■ Exercise instructions ■
Set down the listing below verbatim, but only from its first line through the line containing "debug!(host = %host, fragment".

● ● ● ● ● ● ●

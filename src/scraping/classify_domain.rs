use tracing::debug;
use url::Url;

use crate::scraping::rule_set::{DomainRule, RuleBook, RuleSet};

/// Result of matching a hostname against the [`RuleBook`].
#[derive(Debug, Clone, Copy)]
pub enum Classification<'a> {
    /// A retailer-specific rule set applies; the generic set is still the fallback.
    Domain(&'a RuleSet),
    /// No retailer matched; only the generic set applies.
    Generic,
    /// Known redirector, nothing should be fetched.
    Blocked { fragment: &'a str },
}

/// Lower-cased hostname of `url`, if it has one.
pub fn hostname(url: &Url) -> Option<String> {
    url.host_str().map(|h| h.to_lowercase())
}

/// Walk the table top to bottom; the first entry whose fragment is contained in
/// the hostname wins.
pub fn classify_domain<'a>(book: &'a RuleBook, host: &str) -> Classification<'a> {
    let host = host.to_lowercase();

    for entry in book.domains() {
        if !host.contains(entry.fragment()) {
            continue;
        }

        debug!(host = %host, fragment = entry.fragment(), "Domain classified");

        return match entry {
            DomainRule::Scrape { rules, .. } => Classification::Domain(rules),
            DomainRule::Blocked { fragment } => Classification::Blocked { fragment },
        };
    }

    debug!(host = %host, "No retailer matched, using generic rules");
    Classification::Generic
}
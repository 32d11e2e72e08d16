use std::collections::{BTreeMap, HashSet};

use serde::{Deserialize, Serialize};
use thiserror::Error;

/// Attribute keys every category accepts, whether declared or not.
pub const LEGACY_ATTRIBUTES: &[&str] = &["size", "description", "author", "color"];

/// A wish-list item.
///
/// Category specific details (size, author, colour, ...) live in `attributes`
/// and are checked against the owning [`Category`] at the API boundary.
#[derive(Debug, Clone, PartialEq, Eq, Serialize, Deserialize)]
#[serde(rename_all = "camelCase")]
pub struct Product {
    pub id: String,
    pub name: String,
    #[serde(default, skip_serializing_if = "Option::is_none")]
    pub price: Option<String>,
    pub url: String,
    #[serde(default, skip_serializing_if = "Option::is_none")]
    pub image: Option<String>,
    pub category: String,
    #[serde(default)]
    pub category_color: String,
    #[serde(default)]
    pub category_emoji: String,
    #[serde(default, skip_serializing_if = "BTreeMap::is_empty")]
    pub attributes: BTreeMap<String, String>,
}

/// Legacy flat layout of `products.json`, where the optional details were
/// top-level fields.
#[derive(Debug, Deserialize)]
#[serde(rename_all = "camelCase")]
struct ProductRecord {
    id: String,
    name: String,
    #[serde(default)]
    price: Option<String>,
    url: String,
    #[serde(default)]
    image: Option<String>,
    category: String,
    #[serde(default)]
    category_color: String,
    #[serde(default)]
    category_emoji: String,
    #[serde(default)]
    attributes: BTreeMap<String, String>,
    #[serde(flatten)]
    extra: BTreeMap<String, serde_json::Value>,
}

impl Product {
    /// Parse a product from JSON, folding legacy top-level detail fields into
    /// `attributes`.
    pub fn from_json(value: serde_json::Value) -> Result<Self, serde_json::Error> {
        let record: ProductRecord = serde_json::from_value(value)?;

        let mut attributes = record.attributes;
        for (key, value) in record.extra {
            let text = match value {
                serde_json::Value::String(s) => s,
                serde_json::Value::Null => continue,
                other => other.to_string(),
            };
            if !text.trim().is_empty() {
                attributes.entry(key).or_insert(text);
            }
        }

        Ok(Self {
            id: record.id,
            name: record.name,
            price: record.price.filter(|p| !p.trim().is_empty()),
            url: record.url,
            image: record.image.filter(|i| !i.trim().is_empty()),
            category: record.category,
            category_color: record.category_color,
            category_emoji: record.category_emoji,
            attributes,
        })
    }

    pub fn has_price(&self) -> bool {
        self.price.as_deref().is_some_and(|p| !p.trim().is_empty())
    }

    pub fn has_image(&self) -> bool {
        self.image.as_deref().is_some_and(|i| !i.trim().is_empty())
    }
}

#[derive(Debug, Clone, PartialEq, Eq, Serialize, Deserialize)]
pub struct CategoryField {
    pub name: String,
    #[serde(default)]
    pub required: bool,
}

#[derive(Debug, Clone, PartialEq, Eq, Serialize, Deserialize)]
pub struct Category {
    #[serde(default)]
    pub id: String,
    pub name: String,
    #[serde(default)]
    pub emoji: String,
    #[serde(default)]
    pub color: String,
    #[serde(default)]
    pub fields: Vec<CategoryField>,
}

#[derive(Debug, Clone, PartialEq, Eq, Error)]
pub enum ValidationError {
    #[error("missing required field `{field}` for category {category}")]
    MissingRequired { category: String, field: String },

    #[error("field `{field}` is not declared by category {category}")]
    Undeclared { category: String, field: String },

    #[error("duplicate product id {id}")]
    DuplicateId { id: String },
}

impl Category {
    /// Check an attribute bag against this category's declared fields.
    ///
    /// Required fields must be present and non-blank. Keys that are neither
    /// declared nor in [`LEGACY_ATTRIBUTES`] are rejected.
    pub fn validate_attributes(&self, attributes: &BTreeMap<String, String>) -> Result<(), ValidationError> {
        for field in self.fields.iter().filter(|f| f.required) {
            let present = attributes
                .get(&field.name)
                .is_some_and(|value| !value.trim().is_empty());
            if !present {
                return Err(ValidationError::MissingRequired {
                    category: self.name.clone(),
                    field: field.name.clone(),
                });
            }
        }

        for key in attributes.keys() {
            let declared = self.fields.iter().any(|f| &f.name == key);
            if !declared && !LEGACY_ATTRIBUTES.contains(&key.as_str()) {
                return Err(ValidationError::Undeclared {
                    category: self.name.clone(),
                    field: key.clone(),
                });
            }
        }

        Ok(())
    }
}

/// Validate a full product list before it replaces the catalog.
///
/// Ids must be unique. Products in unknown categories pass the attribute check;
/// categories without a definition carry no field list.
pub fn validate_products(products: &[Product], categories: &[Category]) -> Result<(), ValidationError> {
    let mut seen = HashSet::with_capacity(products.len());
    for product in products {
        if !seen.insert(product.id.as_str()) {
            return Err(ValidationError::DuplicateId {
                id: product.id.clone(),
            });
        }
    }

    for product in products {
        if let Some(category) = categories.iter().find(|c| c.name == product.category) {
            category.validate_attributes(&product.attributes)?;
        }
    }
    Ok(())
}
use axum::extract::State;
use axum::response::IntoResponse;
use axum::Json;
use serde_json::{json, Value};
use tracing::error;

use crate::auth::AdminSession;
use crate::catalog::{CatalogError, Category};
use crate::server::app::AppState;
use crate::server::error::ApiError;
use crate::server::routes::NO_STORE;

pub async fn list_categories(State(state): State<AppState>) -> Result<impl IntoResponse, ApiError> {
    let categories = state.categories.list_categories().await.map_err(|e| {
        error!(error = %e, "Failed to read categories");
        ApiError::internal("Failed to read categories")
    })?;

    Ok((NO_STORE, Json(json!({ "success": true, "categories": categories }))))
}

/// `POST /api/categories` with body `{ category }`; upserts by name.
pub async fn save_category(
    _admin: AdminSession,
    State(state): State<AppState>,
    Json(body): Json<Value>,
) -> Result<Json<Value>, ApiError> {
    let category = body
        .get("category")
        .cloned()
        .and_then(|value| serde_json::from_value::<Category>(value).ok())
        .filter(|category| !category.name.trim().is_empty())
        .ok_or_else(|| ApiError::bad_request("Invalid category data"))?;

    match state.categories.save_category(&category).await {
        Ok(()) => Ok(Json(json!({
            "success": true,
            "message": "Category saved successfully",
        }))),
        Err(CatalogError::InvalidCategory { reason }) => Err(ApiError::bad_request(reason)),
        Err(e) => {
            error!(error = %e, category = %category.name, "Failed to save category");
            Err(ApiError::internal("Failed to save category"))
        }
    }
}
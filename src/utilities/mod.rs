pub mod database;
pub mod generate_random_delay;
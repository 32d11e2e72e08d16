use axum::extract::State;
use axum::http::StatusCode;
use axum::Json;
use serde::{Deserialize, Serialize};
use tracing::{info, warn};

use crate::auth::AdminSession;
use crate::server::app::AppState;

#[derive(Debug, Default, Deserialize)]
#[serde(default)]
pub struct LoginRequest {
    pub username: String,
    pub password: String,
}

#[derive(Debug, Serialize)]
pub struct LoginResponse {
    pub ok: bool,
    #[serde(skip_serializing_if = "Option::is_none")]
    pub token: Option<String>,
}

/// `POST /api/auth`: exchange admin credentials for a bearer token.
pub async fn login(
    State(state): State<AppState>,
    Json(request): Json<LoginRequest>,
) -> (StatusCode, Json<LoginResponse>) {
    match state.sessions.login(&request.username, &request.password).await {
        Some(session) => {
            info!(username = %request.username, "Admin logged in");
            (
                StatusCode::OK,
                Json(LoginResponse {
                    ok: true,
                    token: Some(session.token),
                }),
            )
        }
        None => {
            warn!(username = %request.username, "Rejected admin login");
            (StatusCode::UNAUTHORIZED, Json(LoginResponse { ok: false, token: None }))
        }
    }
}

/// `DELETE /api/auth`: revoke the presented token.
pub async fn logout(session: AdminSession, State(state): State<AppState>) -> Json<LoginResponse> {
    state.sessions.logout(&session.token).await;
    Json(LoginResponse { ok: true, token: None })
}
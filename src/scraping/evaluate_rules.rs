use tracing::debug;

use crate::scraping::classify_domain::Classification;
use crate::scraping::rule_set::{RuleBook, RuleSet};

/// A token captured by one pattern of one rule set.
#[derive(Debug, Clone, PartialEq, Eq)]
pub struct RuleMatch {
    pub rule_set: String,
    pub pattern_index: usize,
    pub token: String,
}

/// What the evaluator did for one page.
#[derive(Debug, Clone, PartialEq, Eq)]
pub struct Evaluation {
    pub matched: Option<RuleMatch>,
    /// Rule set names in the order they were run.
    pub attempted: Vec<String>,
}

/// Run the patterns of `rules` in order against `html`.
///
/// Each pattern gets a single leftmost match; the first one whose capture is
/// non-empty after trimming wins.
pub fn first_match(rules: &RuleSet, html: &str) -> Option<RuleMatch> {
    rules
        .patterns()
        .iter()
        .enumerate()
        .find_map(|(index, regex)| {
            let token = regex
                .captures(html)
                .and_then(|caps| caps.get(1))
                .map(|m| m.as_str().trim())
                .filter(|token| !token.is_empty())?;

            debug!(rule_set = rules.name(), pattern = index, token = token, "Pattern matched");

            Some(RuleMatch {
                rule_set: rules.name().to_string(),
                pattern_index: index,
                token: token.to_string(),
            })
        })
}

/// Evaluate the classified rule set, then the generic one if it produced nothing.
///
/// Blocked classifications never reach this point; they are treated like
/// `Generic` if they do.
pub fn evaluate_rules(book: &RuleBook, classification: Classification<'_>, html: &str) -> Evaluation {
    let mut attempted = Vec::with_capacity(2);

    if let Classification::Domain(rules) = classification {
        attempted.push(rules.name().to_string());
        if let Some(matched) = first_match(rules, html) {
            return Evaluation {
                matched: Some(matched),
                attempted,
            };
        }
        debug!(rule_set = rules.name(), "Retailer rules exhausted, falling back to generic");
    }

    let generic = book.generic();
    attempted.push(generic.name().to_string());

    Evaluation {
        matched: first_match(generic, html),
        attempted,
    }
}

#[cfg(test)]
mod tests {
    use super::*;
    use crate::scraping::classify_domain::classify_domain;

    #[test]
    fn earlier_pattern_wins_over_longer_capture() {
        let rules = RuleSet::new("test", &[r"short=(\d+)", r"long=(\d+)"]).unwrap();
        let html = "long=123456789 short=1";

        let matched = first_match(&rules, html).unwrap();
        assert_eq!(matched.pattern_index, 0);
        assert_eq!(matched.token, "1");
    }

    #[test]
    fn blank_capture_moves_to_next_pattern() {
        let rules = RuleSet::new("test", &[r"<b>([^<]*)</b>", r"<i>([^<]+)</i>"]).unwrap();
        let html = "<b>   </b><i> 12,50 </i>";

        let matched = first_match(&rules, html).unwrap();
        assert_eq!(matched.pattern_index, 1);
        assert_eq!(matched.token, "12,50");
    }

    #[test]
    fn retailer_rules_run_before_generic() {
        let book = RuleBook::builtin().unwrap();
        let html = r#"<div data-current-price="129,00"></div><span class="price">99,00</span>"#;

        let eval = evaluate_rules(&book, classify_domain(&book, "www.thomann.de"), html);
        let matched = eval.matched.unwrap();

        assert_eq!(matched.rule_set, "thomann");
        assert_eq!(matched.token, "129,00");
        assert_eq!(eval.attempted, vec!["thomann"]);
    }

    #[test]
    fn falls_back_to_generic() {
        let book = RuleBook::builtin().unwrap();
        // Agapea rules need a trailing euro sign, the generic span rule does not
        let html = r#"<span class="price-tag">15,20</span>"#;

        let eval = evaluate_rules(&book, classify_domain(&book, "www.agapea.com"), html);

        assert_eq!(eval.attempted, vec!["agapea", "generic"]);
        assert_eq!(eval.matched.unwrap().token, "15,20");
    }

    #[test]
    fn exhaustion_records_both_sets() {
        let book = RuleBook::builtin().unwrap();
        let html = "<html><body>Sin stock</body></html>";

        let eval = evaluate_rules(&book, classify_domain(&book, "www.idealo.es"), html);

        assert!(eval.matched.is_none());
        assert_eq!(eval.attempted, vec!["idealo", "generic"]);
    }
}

● ● ● ● ● ● ●

■ Expected output ■
filename src/scraping/classify_domain.rs
use tracing::debug;
use url::Url;

use crate::scraping::rule_set::{DomainRule, RuleBook, RuleSet};

/// Result of matching a hostname against the [`RuleBook`].
#[derive(Debug, Clone, Copy)]
pub enum Classification<'a> {
    /// A retailer-specific rule set applies; the generic set is still the fallback.
    Domain(&'a RuleSet),
    /// No retailer matched; only the generic set applies.
    Generic,
    /// Known redirector, nothing should be fetched.
    Blocked { fragment: &'a str },
}

/// Lower-cased hostname of `url`, if it has one.
pub fn hostname(url: &Url) -> Option<String> {
    url.host_str().map(|h| h.to_lowercase())
}

/// Walk the table top to bottom; the first entry whose fragment is contained in
/// the hostname wins.
pub fn classify_domain<'a>(book: &'a RuleBook, host: &str) -> Classification<'a> {
    let host = host.to_lowercase();

    for entry in book.domains() {
        if !host.contains(entry.fragment()) {
            continue;
        }

        debug!(host = %host, fragment = entry.fragment(), "Domain classified");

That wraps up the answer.